Stoicism and Mental Struggles hi

  • Thread starter Thread starter Knightswhosayni
  • Start date Start date
Status
Not open for further replies.
It also leads to the wife’s preference to cut out sex all together, because she’s stressed and overwhelmed about life. And, then, guess what the church does? Makes her feel more guilty and horrible about that. Who cares about a women’s sanity. God’s design for the win! The man’s needs trump a women’s all days of the week. So what if you end up pregnant if you screw up on your NFP, it’s meant to be. Who loses here?
The woman carrying the baby does. I value kids, but Id rather not have sex then continue being anxious about this. I know Im being cruel, but it all feels pretty cruel to those struggling to just survive each day. There is no real wiggle room and mercy for women. Let’s make sex a chore, so you have one less thing in life for yourself and not be relaxed. Sex should be work, sacrifice, because God??
 
Last edited:
It also leads to the wife’s preference to cut out sex all together, because she’s stressed and overwhelmed about life.
I’m not quite sure why. You’ll need to elaborate a little more for me to understand what you mean.
Who cares about a women’s sanity. God’s design for the win! The man’s needs trump a women’s all days of the week.
No, a man’s needs don’t trump a woman’s needs. This notion does not come from Catholicism.

However, when done properly, God’s design sets up a woman to be less likely used for selfish purposes by the man in her life.

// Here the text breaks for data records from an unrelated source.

//! Model health check

use super::metrics::AccuracyMetrics;
use crate::config::VerificationConfig;
use crate::types::HealthStatus;
use serde::Serialize;

/// Health of the model over a window. Never an error: missing data and
/// store failures are states of their own.
#[derive(Debug, Clone, PartialEq, Serialize)]
#[serde(tag = "outcome", rename_all = "lowercase")]
pub enum HealthOutcome {
    Healthy {
        metrics: AccuracyMetrics,
    },
    Degraded {
        status: HealthStatus,
        metrics: AccuracyMetrics,
        reasons: Vec<String>,
    },
    /// No validated predictions in the window
    Empty,
}

impl HealthOutcome {
    /// `Empty` reports as a warning: nothing has been verified
    pub fn status(&self) -> HealthStatus {
        match self {
            HealthOutcome::Healthy { .. } => HealthStatus::Healthy,
            HealthOutcome::Degraded { status, .. } => *status,
            HealthOutcome::Empty => HealthStatus::Warning,
        }
    }

    pub fn metrics(&self) -> Option<&AccuracyMetrics> {
        match self {
            HealthOutcome::Healthy { metrics } | HealthOutcome::Degraded { metrics, .. } => {
                Some(metrics)
            }
            HealthOutcome::Empty => None,
        }
    }

    pub fn reasons(&self) -> &[String] {
        match self {
            HealthOutcome::Degraded { reasons, .. } => reasons,
            _ => &[],
        }
    }

    /// Critical outcome for a store that could not be read
    pub fn unavailable(reason: impl Into<String>) -> Self {
        HealthOutcome::Degraded {
            status: HealthStatus::Critical,
            metrics: AccuracyMetrics::default(),
            reasons: vec![reason.into()],
        }
    }
}

/// Apply the health thresholds to a metrics snapshot
pub fn assess_health(metrics: AccuracyMetrics, config: &VerificationConfig) -> HealthOutcome {
    if metrics.total_predictions == 0 {
        return HealthOutcome::Empty;
    }

    let mut status = HealthStatus::Healthy;
    let mut reasons = Vec::new();
    let mut flag = |level: HealthStatus, reason: String| {
        status = status.max(level);
        reasons.push(reason);
    };

    if metrics.win_rate < config.win_rate_critical {
        flag(
            HealthStatus::Critical,
            format!("Win rate below {:.0}%", config.win_rate_critical * 100.0),
        );
    } else if metrics.win_rate < config.win_rate_warning {
        flag(
            HealthStatus::Warning,
            format!("Win rate below {:.0}%", config.win_rate_warning * 100.0),
        );
    }

    if metrics.roi < config.roi_critical {
        flag(HealthStatus::Critical, format!("ROI below {:.0}%", config.roi_critical * 100.0));
    } else if metrics.roi < config.roi_warning {
        flag(HealthStatus::Warning, format!("ROI below {:.0}%", config.roi_warning * 100.0));
    }

    if metrics.calibration_error > config.calibration_error_warning {
        flag(HealthStatus::Warning, "Poor probability calibration".to_string());
    }
    if metrics.avg_position_error > config.position_error_warning {
        flag(HealthStatus::Warning, "High average position error".to_string());
    }

    if reasons.is_empty() {
        HealthOutcome::Healthy { metrics }
    } else {
        HealthOutcome::Degraded {
            status,
            metrics,
            reasons,
        }
    }
}
//! Configuration loading
//!
//! Values come from a TOML file, overridden by `RACING_EDGE__SECTION__KEY`
//! environment variables (a `.env` file is honoured).

use crate::error::{EngineError, Result};
use crate::ml::calibration::CalibrationMethod;
use rust_decimal::Decimal;
use rust_decimal_macros::dec;
use serde::Deserialize;
use std::path::PathBuf;

/// Tolerance for component weights summing to 1.0
pub const WEIGHT_SUM_TOLERANCE: f64 = 0.01;

#[derive(Debug, Clone, Default, Deserialize)]
pub struct Config {
    #[serde(default)]
    pub ensemble: EnsembleConfig,
    #[serde(default)]
    pub calibration: CalibrationConfig,
    #[serde(default)]
    pub place: PlaceConfig,
    #[serde(default)]
    pub value: ValueConfig,
    #[serde(default)]
    pub staking: StakingConfig,
    #[serde(default)]
    pub verification: VerificationConfig,
    #[serde(default)]
    pub database: DatabaseConfig,
}

impl Config {
    /// Load configuration from file and environment, then validate it
    pub fn load(path: &str) -> Result<Self> {
        dotenvy::dotenv().ok();

        let config: Config = config::Config::builder()
            .add_source(config::File::with_name(path).required(false))
            .add_source(
                config::Environment::with_prefix("RACING_EDGE")
                    .prefix_separator("__")
                    .separator("__"),
            )
            .build()?
            .try_deserialize()?;

        config.validate()?;
        Ok(config)
    }

    pub fn validate(&self) -> Result<()> {
        self.ensemble.weights.validate()?;
        self.calibration.validate()?;
        self.place.validate()
    }
}

/// Weights of the five component predictors
#[derive(Debug, Clone, Copy, PartialEq, Deserialize)]
pub struct ComponentWeights {
    #[serde(default = "default_form_weight")]
    pub form: f64,
    #[serde(default = "default_track_weight")]
    pub track: f64,
    #[serde(default = "default_market_weight")]
    pub market: f64,
    #[serde(default = "default_human_weight")]
    pub human: f64,
    #[serde(default = "default_health_weight")]
    pub health: f64,
}

fn default_form_weight() -> f64 {
    0.30
}

fn default_track_weight() -> f64 {
    0.25
}

fn default_market_weight() -> f64 {
    0.20
}

fn default_human_weight() -> f64 {
    0.15
}

fn default_health_weight() -> f64 {
    0.10
}

impl Default for ComponentWeights {
    fn default() -> Self {
        Self {
            form: default_form_weight(),
            track: default_track_weight(),
            market: default_market_weight(),
            human: default_human_weight(),
            health: default_health_weight(),
        }
    }
}

impl ComponentWeights {
    pub fn sum(&self) -> f64 {
        self.form + self.track + self.market + self.human + self.health
    }

    /// Weights must be non-negative and sum to 1.0 within tolerance
    pub fn validate(&self) -> Result<()> {
        let all = [self.form, self.track, self.market, self.human, self.health];
        if all.iter().any(|w| !w.is_finite() || *w < 0.0) {
            return Err(EngineError::Configuration(format!(
                "component weights must be non-negative, got {all:?}"
            )));
        }
        let sum = self.sum();
        if (sum - 1.0).abs() > WEIGHT_SUM_TOLERANCE {
            return Err(EngineError::Configuration(format!(
                "component weights must sum to 1.0, got {sum:.4}"
            )));
        }
        Ok(())
    }
}

#[derive(Debug, Clone, Default, Deserialize)]
pub struct EnsembleConfig {
    #[serde(default)]
    pub weights: ComponentWeights,
}

/// Calibration transform selection and post-transform adjustments
#[derive(Debug, Clone, Deserialize)]
pub struct CalibrationConfig {
    #[serde(default)]
    pub method: CalibrationMethod,
    #[serde(default = "default_power_exponent")]
    pub power_exponent: f64,
    #[serde(default = "default_logit_shift")]
    pub logit_shift: f64,
    #[serde(default = "default_market_blend")]
    pub market_weight: f64,
    #[serde(default = "default_favorite_threshold")]
    pub favorite_threshold: f64,
    #[serde(default = "default_favorite_compression")]
    pub favorite_compression: f64,
    #[serde(default = "default_longshot_threshold")]
    pub longshot_threshold: f64,
    #[serde(default = "default_longshot_boost")]
    pub longshot_boost: f64,
    #[serde(default = "default_min_probability")]
    pub min_probability: f64,
    #[serde(default = "default_max_probability")]
    pub max_probability: f64,
    /// Batch sum above which probabilities get compressed
    #[serde(default = "default_renorm_trigger")]
    pub renorm_trigger: f64,
    #[serde(default = "default_renorm_scale")]
    pub renorm_scale: f64,
    #[serde(default = "default_renorm_floor")]
    pub renorm_floor: f64,
    #[serde(default = "default_renorm_ceiling")]
    pub renorm_ceiling: f64,
    /// Where the fitted calibration model is persisted
    #[serde(default = "default_model_path")]
    pub model_path: PathBuf,
}

fn default_power_exponent() -> f64 {
    0.75
}

fn default_logit_shift() -> f64 {
    -0.8
}

fn default_market_blend() -> f64 {
    0.3
}

fn default_favorite_threshold() -> f64 {
    0.35
}

fn default_favorite_compression() -> f64 {
    0.15
}

fn default_longshot_threshold() -> f64 {
    0.08
}

fn default_longshot_boost() -> f64 {
    0.08
}

fn default_min_probability() -> f64 {
    0.005
}

fn default_max_probability() -> f64 {
    0.95
}

fn default_renorm_trigger() -> f64 {
    1.3
}

fn default_renorm_scale() -> f64 {
    0.9
}

fn default_renorm_floor() -> f64 {
    0.7
}

fn default_renorm_ceiling() -> f64 {
    1.0
}

fn default_model_path() -> PathBuf {
    PathBuf::from("calibration_model.json")
}

impl Default for CalibrationConfig {
    fn default() -> Self {
        Self {
            method: CalibrationMethod::default(),
            power_exponent: default_power_exponent(),
            logit_shift: default_logit_shift(),
            market_weight: default_market_blend(),
            favorite_threshold: default_favorite_threshold(),
            favorite_compression: default_favorite_compression(),
            longshot_threshold: default_longshot_threshold(),
            longshot_boost: default_longshot_boost(),
            min_probability: default_min_probability(),
            max_probability: default_max_probability(),
            renorm_trigger: default_renorm_trigger(),
            renorm_scale: default_renorm_scale(),
            renorm_floor: default_renorm_floor(),
            renorm_ceiling: default_renorm_ceiling(),
            model_path: default_model_path(),
        }
    }
}

impl CalibrationConfig {
    pub fn validate(&self) -> Result<()> {
        if !(0.0..1.0).contains(&self.min_probability)
            || !(0.0..=1.0).contains(&self.max_probability)
            || self.min_probability >= self.max_probability
        {
            return Err(EngineError::Configuration(format!(
                "invalid probability bounds [{}, {}]",
                self.min_probability, self.max_probability
            )));
        }
        if !(0.0..=1.0).contains(&self.market_weight) {
            return Err(EngineError::Configuration(format!(
                "market weight must be in [0, 1], got {}",
                self.market_weight
            )));
        }
        if self.power_exponent <= 0.0 {
            return Err(EngineError::Configuration(format!(
                "power exponent must be positive, got {}",
                self.power_exponent
            )));
        }
        if self.renorm_floor > self.renorm_ceiling {
            return Err(EngineError::Configuration(format!(
                "renormalization floor {} exceeds ceiling {}",
                self.renorm_floor, self.renorm_ceiling
            )));
        }
        Ok(())
    }
}

/// Place probability blend
#[derive(Debug, Clone, Deserialize)]
pub struct PlaceConfig {
    #[serde(default = "default_place_win_weight")]
    pub win_weight: f64,
    #[serde(default = "default_place_consistency_weight")]
    pub consistency_weight: f64,
    #[serde(default = "default_place_form_weight")]
    pub form_weight: f64,
    #[serde(default = "default_place_lower_multiplier")]
    pub lower_multiplier: f64,
    #[serde(default = "default_place_upper_multiplier")]
    pub upper_multiplier: f64,
    #[serde(default = "default_place_cap")]
    pub upper_cap: f64,
}

fn default_place_win_weight() -> f64 {
    0.40
}

fn default_place_consistency_weight() -> f64 {
    0.35
}

fn default_place_form_weight() -> f64 {
    0.25
}

fn default_place_lower_multiplier() -> f64 {
    1.5
}

fn default_place_upper_multiplier() -> f64 {
    4.0
}

fn default_place_cap() -> f64 {
    0.85
}

impl Default for PlaceConfig {
    fn default() -> Self {
        Self {
            win_weight: default_place_win_weight(),
            consistency_weight: default_place_consistency_weight(),
            form_weight: default_place_form_weight(),
            lower_multiplier: default_place_lower_multiplier(),
            upper_multiplier: default_place_upper_multiplier(),
            upper_cap: default_place_cap(),
        }
    }
}

impl PlaceConfig {
    pub fn validate(&self) -> Result<()> {
        let sum = self.win_weight + self.consistency_weight + self.form_weight;
        if (sum - 1.0).abs() > WEIGHT_SUM_TOLERANCE {
            return Err(EngineError::Configuration(format!(
                "place weights must sum to 1.0, got {sum:.4}"
            )));
        }
        Ok(())
    }
}

/// Value and market analysis thresholds
#[derive(Debug, Clone, Deserialize)]
pub struct ValueConfig {
    #[serde(default = "default_undervalued")]
    pub undervalued_threshold: f64,
    #[serde(default = "default_overvalued")]
    pub overvalued_threshold: f64,
    /// Relative odds change treated as a real move
    #[serde(default = "default_movement_threshold")]
    pub movement_threshold: f64,
    /// Single-step relative move counted as a sharp move
    #[serde(default = "default_sharp_move")]
    pub sharp_move_threshold: f64,
    /// Value percentage points treated as a real shift
    #[serde(default = "default_value_shift")]
    pub value_shift_threshold: f64,
    #[serde(default = "default_favourite_odds")]
    pub favourite_odds: f64,
    #[serde(default = "default_spread_ratio")]
    pub expected_place_ratio: f64,
    #[serde(default = "default_top_n")]
    pub top_n: usize,
}

fn default_undervalued() -> f64 {
    0.05
}

fn default_overvalued() -> f64 {
    -0.05
}

fn default_movement_threshold() -> f64 {
    0.10
}

fn default_sharp_move() -> f64 {
    0.15
}

fn default_value_shift() -> f64 {
    5.0
}

fn default_favourite_odds() -> f64 {
    3.5
}

fn default_spread_ratio() -> f64 {
    0.35
}

fn default_top_n() -> usize {
    3
}

impl Default for ValueConfig {
    fn default() -> Self {
        Self {
            undervalued_threshold: default_undervalued(),
            overvalued_threshold: default_overvalued(),
            movement_threshold: default_movement_threshold(),
            sharp_move_threshold: default_sharp_move(),
            value_shift_threshold: default_value_shift(),
            favourite_odds: default_favourite_odds(),
            expected_place_ratio: default_spread_ratio(),
            top_n: default_top_n(),
        }
    }
}

/// Bankroll and Kelly sizing
#[derive(Debug, Clone, Deserialize)]
pub struct StakingConfig {
    #[serde(default = "default_bankroll")]
    pub bankroll: Decimal,
    /// Fraction of full Kelly to stake
    #[serde(default = "default_kelly_fraction")]
    pub kelly_fraction: f64,
    #[serde(default = "default_min_bet")]
    pub min_bet: Decimal,
    /// Largest stake as a share of bankroll
    #[serde(default = "default_max_bet_pct")]
    pub max_bet_pct: Decimal,
    #[serde(default = "default_adaptive_min")]
    pub adaptive_min_fraction: f64,
    #[serde(default = "default_adaptive_max")]
    pub adaptive_max_fraction: f64,
    /// Resolved bets needed before the adaptive multiplier kicks in
    #[serde(default = "default_adaptive_history")]
    pub adaptive_min_history: usize,
}

fn default_bankroll() -> Decimal {
    dec!(1000)
}

fn default_kelly_fraction() -> f64 {
    0.25
}

fn default_min_bet() -> Decimal {
    dec!(10)
}

fn default_max_bet_pct() -> Decimal {
    dec!(0.25)
}

fn default_adaptive_min() -> f64 {
    0.05
}

fn default_adaptive_max() -> f64 {
    0.25
}

fn default_adaptive_history() -> usize {
    5
}

impl Default for StakingConfig {
    fn default() -> Self {
        Self {
            bankroll: default_bankroll(),
            kelly_fraction: default_kelly_fraction(),
            min_bet: default_min_bet(),
            max_bet_pct: default_max_bet_pct(),
            adaptive_min_fraction: default_adaptive_min(),
            adaptive_max_fraction: default_adaptive_max(),
            adaptive_min_history: default_adaptive_history(),
        }
    }
}

/// Accuracy verification, drift and health thresholds
#[derive(Debug, Clone, Deserialize)]
pub struct VerificationConfig {
    #[serde(default = "default_model_version")]
    pub model_version: String,
    #[serde(default = "default_win_rate_critical")]
    pub win_rate_critical: f64,
    #[serde(default = "default_win_rate_warning")]
    pub win_rate_warning: f64,
    #[serde(default = "default_roi_critical")]
    pub roi_critical: f64,
    #[serde(default = "default_roi_warning")]
    pub roi_warning: f64,
    #[serde(default = "default_calibration_warning")]
    pub calibration_error_warning: f64,
    #[serde(default = "default_position_error_warning")]
    pub position_error_warning: f64,
    #[serde(default = "default_drift_window")]
    pub drift_window: usize,
    #[serde(default = "default_drift_threshold")]
    pub drift_threshold: f64,
    /// Samples needed before confidence/accuracy correlation is reported
    #[serde(default = "default_correlation_samples")]
    pub min_correlation_samples: usize,
    /// Days of history the health check looks at
    #[serde(default = "default_health_days")]
    pub health_window_days: i64,
}

fn default_model_version() -> String {
    "v1".to_string()
}

fn default_win_rate_critical() -> f64 {
    0.10
}

fn default_win_rate_warning() -> f64 {
    0.15
}

fn default_roi_critical() -> f64 {
    -0.20
}

fn default_roi_warning() -> f64 {
    -0.10
}

fn default_calibration_warning() -> f64 {
    0.15
}

fn default_position_error_warning() -> f64 {
    3.0
}

fn default_drift_window() -> usize {
    7
}

fn default_drift_threshold() -> f64 {
    0.1
}

fn default_correlation_samples() -> usize {
    10
}

fn default_health_days() -> i64 {
    30
}

impl Default for VerificationConfig {
    fn default() -> Self {
        Self {
            model_version: default_model_version(),
            win_rate_critical: default_win_rate_critical(),
            win_rate_warning: default_win_rate_warning(),
            roi_critical: default_roi_critical(),
            roi_warning: default_roi_warning(),
            calibration_error_warning: default_calibration_warning(),
            position_error_warning: default_position_error_warning(),
            drift_window: default_drift_window(),
            drift_threshold: default_drift_threshold(),
            min_correlation_samples: default_correlation_samples(),
            health_window_days: default_health_days(),
        }
    }
}

#[derive(Debug, Clone, Deserialize)]
pub struct DatabaseConfig {
    #[serde(default = "default_database_url")]
    pub url: String,
    #[serde(default = "default_max_connections")]
    pub max_connections: u32,
}

fn default_database_url() -> String {
    "sqlite://racing_edge.db".to_string()
}

fn default_max_connections() -> u32 {
    5
}

impl Default for DatabaseConfig {
    fn default() -> Self {
        Self {
            url: default_database_url(),
            max_connections: default_max_connections(),
        }
    }
}
//! Prediction verification
//!
//! Logged predictions are reconciled against finishing positions, then
//! aggregated into accuracy metrics, drift analysis, health checks and
//! verification reports.

pub mod drift;
pub mod health;
pub mod logger;
pub mod metrics;
pub mod report;


pub use drift::{detect_drift, DriftRecommendation, DriftReport, PeriodAccuracy};
pub use health::{assess_health, HealthOutcome};
pub use logger::{PredictionLogger, ResultSource};
pub use metrics::AccuracyMetrics;
pub use report::{ReportFormat, VerificationReport, Verifier, VersionComparison};

use crate::storage::PredictionLogEntry;
use chrono::NaiveDate;
use serde::{Deserialize, Serialize};

/// A logged prediction with its actual finishing position
#[derive(Debug, Clone, PartialEq, Serialize, Deserialize)]
pub struct ValidatedPrediction {
    pub event_id: String,
    pub event_date: NaiveDate,
    pub venue: String,
    pub entrant_id: String,
    pub model_version: String,
    pub predicted_rank: u32,
    pub predicted_win_prob: f64,
    pub confidence: f64,
    pub odds: Option<f64>,
    pub actual_position: u32,
    pub is_winner: bool,
    pub is_place: bool,
    pub predicted_correctly: bool,
    pub within_2_places: bool,
}

impl ValidatedPrediction {
    /// `None` while the entry has no finishing position
    pub fn from_entry(entry: &PredictionLogEntry) -> Option<Self> {
        let actual = entry.actual_position?;
        Some(Self {
            event_id: entry.event_id.clone(),
            event_date: entry.event_date,
            venue: entry.venue.clone(),
            entrant_id: entry.entrant_id.clone(),
            model_version: entry.model_version.clone(),
            predicted_rank: entry.predicted_rank,
            predicted_win_prob: entry.predicted_win_prob,
            confidence: entry.confidence,
            odds: entry.odds_at_prediction,
            actual_position: actual,
            is_winner: actual == 1,
            is_place: actual <= 3,
            predicted_correctly: actual == entry.predicted_rank,
            within_2_places: actual.abs_diff(entry.predicted_rank) <= 2,
        })
    }

    pub fn position_error(&self) -> u32 {
        self.actual_position.abs_diff(self.predicted_rank)
    }
}

/// Validated subset of a set of log entries, order preserved
pub fn validated(entries: &[PredictionLogEntry]) -> Vec<ValidatedPrediction> {
    entries.iter().filter_map(ValidatedPrediction::from_entry).collect()
}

But please note the emphasis on when done properly.
So what if you end up pregnant if you screw up on your NFP, it’s meant to be. Who loses here?
The woman carrying the baby does. I value kids, but Id rather not have sex then continue being anxious about this.
I realize you’re suffering. I’m very sorry for the pain you experienced in your childhood and the pain you’re experiencing now. However, I don’t think I can be of any help here, as I’m not going to say something contrary to the Church and tell you it’s okay to use contraception or engage in acts that aren’t ordered toward procreation.
 
How about requiring unnecessary sacrifices are actually what is cruel and selfish? Not all sacrifices are good because the church authority said so. Personally, I think God has more mercy than his church. I don’t think if you’ve born four children and aren’t a fit mother that he condemns you tellhell for having your tubes tied. I haven’t tiedmy tubes, but I’ve sure considered it. My husband wouldn’t pay for that horrible sin anyway. You see how the church manipulates people’sfreedom and choices about their bodies? Because God. Live my life, and then preach to me.
 
Last edited:
How about unnecessary sacrifices are actually what is cruel and selfish? Not all sacrifices are good because the church authority said so. Personally, I think God has more mercy than his church.
Are we still talking about sex or something else?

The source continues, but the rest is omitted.